Carbone pointed to a statement by Forest City's Cantone that Jereis had said he was shepherding the Longfellow project. "This is a witness that has nothing to do with Longfellow," he pointed out.

The questioned bribe and a questionable witness

The only testimony about a bribe to Jereis came from the flawed witness Mangone who, noted Carbone, had said Jereis was complaining that Annabi was "hounding" him for money. Mangone, however, acknowledged he had no idea what Jereis did with the money.

Jereis denied meeting Mangone at Trotters restaurant, where the latter claimed the bribe was delivered, and Jereis denied driving a white Mercedes Benz, which was Annabi's color, not his. Carbone, however, pointed to some circumstantial evidence, including Mangone's receipt from the restaurant and phone call from Mangone to Jereis that occurred just before the two allegedly met.

"Now look at what happens three minutes later," Carbone continued. "Who is the very first person Zehy Jereis calls? Sandy Annabi."

Carbone, who put up on the screen a photo of Annabi and Mangone looking festive, as if at a party, acknowledged that Mangone had lied in the past. "The government doesn't get to pick its witnesses."

"If Anthony Mangone was going to fabricate testimony, wouldn't he do a better job?" Carbone asked. Still, when faced with explaining how Mangone claimed that he got money from the Milios when the latter were out of the country, and how the Milios and Mangone offered other different accounts of the cash delivery, Carbone was forced to suggest that such differences in recollections "are the hallmark of truth."

Aronwald suggested that Mangone, once he decided to plead guilty and cooperate with the government in hopes of getting a lighter sentence, invented the bribe to Jereis to bolster his cause. "The only way he could get the benefit of the deal was telling a story."

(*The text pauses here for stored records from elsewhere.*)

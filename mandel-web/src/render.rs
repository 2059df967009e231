use axum::{
    http::{
        header::{CACHE_CONTROL, CONTENT_TYPE},
        HeaderName, StatusCode,
    },
    response::IntoResponse,
};
use mandel_core::{Error, Framebuffer};
use mandel_render::RenderServer;

use crate::ViewQuery;

const RENDER_TIME_HEADER: &str = "x-render-time-ms";

fn status_for(err: &Error) -> StatusCode {
    match err {
        Error::InvalidArgument(_) => StatusCode::BAD_REQUEST,
        Error::Internal(_) => StatusCode::INTERNAL_SERVER_ERROR,
    }
}

/// Render the view described by the query.
pub async fn render(
    server: &RenderServer,
    query: ViewQuery,
) -> axum::response::Result<impl IntoResponse> {
    let request = query.to_request().map_err(|err| {
        tracing::error!("request error: {:?}", err);
        status_for(&err)
    })?;

    let rendered = server
        .submit(request)
        .await
        .map_err(|err| {
            tracing::error!("render server error: {}", err);
            StatusCode::INTERNAL_SERVER_ERROR
        })?
        .map_err(|err| {
            tracing::error!("request error: {:?}", err);
            status_for(&err)
        })?;

    let png = encode_png(&rendered.framebuffer).map_err(|err| {
        tracing::error!("image serialization error: {}", err);
        StatusCode::INTERNAL_SERVER_ERROR
    })?;

    Ok((
        StatusCode::OK,
        [(CONTENT_TYPE, "image/png")],
        [(CACHE_CONTROL, "max-age=3600")],
        [(
            HeaderName::from_static(RENDER_TIME_HEADER),
            format!("{:.3}", rendered.result.elapsed_ms),
        )],
        png,
    ))
}

/// Encodes a framebuffer as PNG bytes.
pub fn encode_png(framebuffer: &Framebuffer) -> Result<Vec<u8>, Error> {
    let image = image::DynamicImage::ImageRgba8(framebuffer.to_image()?);
    let mut buffer = std::io::Cursor::new(Vec::<u8>::new());
    image
        .write_to(&mut buffer, image::ImageOutputFormat::Png)
        .map_err(|err| Error::Internal(format!("png encoding error: {}", err)))?;
    Ok(buffer.into_inner())
}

"Mr. Carbone told you the government takes witnesses where they find them," Aronwald stated. "Well, in the case of Anthony Mangone, they should've looked the other way."

The tax returns and mortgage statements

Prosecutors slammed Annabi for not declaring the money she got from Jereis on her tax returns. The defense: you don't have to declare gifts or loans

As for an improperly claimed "casualty loss," based on a unpaid loan Annabi gave to her father, that, according to Aronwald, could be blamed on the untrained accountant who prepared the returns: "Walid Farhat seemed like a nice enough guy, but he is to accounting what Anthony Mangone is to telling the truth.".

What about the loan applications for Annabi's property purchases that exaggerated her salary, her monthly rent, and claimed falsely that she planned to use both as primary residences? "She made numerous false statements," Carbone said. "The testimony and evidence is clear, straightforward, and overwhelming."

However, Aronwald suggested that no one had the original documents, and pointed out that the loan officer who prepared them--who had incentives to move as many loans as possible--was not called as a witness.